------ Source data

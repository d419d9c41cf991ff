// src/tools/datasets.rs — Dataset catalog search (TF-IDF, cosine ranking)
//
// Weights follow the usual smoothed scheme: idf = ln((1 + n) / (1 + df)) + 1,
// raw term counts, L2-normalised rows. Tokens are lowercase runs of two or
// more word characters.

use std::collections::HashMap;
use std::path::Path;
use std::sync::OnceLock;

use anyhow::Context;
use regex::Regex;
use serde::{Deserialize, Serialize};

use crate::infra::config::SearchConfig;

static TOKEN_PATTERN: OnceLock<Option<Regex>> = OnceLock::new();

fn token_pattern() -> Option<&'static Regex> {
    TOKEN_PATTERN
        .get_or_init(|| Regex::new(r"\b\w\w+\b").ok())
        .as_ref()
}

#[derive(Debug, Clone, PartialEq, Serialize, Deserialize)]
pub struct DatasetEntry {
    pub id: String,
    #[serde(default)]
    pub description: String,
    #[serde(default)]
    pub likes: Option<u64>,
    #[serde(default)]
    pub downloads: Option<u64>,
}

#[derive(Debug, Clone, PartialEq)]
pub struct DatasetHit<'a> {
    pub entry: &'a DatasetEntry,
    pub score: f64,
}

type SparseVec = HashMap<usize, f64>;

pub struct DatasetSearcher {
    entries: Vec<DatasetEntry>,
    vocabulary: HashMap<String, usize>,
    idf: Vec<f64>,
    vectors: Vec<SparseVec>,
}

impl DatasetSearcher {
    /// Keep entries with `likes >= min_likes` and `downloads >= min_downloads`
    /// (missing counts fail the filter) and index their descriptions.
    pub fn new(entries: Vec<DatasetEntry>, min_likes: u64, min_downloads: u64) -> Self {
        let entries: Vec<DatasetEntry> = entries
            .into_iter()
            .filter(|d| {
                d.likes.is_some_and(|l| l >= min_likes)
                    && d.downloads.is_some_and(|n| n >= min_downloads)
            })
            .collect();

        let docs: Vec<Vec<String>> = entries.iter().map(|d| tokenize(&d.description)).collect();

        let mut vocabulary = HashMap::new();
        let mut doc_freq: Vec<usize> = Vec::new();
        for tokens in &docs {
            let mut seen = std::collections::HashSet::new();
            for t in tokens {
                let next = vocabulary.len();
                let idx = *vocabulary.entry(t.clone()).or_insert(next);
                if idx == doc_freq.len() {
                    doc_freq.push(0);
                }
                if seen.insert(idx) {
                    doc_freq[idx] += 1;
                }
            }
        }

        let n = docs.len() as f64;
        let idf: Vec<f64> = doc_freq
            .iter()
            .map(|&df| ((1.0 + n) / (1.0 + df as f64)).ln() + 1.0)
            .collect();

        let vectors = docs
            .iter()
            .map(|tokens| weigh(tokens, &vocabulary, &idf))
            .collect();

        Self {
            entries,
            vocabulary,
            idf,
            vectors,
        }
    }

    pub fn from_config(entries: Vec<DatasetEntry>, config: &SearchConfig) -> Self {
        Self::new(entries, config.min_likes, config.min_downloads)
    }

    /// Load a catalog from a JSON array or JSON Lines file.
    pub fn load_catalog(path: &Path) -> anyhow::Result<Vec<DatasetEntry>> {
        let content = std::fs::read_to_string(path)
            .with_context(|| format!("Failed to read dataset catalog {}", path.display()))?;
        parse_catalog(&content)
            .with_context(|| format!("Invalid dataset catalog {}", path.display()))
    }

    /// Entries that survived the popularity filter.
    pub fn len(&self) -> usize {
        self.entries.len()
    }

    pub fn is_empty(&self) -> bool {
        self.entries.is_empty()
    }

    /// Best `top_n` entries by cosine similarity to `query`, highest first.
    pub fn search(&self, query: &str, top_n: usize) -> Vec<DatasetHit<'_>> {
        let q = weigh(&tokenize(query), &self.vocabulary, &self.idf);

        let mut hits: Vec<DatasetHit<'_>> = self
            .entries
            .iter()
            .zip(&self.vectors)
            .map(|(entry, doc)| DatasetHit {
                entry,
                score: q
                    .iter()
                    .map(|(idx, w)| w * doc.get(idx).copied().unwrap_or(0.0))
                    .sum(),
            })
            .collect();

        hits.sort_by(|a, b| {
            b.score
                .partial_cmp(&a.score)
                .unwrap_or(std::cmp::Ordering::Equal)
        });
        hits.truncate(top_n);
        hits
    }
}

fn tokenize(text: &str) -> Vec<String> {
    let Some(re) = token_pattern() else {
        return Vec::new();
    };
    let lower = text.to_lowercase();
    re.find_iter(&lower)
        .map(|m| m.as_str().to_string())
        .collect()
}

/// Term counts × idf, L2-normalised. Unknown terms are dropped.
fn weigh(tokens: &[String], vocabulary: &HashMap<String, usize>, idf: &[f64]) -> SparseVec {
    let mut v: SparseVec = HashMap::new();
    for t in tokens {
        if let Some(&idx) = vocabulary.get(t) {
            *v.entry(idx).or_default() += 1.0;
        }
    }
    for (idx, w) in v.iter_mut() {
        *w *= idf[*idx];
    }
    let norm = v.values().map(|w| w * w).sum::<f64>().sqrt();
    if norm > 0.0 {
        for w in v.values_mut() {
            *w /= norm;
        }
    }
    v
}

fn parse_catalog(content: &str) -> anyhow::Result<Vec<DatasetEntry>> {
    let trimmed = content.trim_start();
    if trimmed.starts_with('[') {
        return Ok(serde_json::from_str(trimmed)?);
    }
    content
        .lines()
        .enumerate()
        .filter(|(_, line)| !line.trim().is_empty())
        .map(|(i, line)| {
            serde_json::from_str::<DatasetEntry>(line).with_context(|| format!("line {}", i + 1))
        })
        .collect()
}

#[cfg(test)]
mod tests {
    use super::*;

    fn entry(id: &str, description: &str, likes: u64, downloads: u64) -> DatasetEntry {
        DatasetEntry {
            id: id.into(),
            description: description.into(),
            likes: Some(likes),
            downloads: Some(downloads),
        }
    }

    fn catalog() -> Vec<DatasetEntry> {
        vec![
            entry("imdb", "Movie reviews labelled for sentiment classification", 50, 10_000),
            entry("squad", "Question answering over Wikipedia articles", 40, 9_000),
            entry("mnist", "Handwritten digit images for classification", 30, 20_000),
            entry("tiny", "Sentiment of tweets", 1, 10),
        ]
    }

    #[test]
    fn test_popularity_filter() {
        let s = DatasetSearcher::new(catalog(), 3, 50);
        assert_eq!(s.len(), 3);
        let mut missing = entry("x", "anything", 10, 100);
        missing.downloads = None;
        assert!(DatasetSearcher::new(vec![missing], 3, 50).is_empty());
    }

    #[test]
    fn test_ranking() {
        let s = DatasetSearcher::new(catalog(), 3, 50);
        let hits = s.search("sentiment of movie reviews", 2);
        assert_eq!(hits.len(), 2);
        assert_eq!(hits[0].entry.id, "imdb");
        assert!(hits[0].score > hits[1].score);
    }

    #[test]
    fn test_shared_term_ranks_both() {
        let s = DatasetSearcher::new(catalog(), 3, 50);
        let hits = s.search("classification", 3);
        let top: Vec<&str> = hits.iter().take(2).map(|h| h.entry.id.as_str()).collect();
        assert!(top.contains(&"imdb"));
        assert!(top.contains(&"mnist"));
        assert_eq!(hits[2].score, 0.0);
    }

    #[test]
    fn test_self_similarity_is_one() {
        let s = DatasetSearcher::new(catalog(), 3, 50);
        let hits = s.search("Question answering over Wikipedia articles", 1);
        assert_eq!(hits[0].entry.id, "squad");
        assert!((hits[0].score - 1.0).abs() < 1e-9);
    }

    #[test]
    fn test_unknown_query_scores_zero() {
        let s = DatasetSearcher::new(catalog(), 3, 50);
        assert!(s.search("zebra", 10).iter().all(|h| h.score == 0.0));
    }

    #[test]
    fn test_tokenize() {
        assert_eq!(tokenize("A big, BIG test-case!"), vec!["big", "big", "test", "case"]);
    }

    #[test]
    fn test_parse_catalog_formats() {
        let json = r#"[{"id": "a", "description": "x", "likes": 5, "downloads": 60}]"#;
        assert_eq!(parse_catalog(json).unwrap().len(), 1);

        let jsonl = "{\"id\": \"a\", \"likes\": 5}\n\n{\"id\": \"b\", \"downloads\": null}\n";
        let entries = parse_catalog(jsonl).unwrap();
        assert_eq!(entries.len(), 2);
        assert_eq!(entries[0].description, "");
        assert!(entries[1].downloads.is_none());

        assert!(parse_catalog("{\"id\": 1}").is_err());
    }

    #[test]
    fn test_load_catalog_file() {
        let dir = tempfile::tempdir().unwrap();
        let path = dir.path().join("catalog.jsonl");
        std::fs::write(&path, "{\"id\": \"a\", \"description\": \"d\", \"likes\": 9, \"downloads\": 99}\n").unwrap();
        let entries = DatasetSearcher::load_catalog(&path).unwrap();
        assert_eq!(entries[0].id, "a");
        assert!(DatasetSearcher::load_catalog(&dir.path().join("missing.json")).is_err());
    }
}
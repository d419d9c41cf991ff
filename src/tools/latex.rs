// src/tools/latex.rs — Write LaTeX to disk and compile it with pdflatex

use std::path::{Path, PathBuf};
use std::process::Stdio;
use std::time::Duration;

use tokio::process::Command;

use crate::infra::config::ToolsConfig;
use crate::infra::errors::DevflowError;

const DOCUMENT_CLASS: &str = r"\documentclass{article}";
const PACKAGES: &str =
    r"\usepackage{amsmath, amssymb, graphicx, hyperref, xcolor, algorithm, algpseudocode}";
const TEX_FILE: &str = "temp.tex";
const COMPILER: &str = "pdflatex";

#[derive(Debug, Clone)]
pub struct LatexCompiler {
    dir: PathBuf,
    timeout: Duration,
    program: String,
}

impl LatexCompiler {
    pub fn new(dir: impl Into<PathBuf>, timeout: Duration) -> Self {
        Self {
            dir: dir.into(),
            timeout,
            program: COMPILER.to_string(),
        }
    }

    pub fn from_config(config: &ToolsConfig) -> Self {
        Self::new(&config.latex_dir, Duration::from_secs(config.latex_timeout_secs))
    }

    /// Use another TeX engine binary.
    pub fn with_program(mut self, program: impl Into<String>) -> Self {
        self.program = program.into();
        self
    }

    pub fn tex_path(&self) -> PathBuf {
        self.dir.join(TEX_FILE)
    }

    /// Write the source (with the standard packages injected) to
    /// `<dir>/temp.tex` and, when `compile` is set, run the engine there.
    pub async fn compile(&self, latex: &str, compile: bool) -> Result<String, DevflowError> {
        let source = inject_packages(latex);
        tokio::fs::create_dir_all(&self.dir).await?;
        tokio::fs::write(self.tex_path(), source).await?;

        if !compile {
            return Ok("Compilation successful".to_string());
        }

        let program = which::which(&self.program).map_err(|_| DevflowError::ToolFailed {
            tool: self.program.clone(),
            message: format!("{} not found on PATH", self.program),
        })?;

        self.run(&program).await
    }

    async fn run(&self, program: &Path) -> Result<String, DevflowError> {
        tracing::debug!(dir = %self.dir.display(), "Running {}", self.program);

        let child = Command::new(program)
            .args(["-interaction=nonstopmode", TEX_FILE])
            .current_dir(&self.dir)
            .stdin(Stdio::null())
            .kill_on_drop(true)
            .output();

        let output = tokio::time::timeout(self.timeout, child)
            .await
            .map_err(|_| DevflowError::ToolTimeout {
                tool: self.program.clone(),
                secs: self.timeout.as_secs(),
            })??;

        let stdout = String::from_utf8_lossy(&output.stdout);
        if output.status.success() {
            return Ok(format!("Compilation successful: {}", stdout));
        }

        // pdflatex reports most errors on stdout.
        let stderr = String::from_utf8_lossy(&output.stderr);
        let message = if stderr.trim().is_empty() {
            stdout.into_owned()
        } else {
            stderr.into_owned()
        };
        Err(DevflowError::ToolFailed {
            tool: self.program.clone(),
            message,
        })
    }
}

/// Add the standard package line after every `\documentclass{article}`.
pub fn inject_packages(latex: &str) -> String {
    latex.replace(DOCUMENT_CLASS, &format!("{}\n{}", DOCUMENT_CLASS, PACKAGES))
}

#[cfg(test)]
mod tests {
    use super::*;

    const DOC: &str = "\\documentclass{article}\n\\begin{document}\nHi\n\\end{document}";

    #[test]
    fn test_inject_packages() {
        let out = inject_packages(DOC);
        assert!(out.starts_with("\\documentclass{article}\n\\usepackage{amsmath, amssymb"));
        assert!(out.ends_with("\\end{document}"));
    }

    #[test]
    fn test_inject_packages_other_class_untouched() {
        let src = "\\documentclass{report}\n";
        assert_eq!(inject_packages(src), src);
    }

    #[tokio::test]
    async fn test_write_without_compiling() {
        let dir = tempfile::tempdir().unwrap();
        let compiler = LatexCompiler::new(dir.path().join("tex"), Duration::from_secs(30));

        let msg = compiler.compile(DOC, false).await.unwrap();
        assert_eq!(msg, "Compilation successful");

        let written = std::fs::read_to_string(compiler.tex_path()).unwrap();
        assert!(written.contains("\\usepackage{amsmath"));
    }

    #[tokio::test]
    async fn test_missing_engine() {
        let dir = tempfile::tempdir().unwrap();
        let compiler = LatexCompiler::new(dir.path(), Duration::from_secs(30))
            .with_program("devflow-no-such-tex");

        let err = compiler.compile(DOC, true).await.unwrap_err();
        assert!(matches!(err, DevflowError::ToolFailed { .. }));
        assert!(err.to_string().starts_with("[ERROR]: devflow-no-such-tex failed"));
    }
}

------------

Return all lines from the entries that contain the string "true".

Completed exercise
            .kill_on_drop(true)
        let err = compiler.compile(DOC, true).await.unwrap_err();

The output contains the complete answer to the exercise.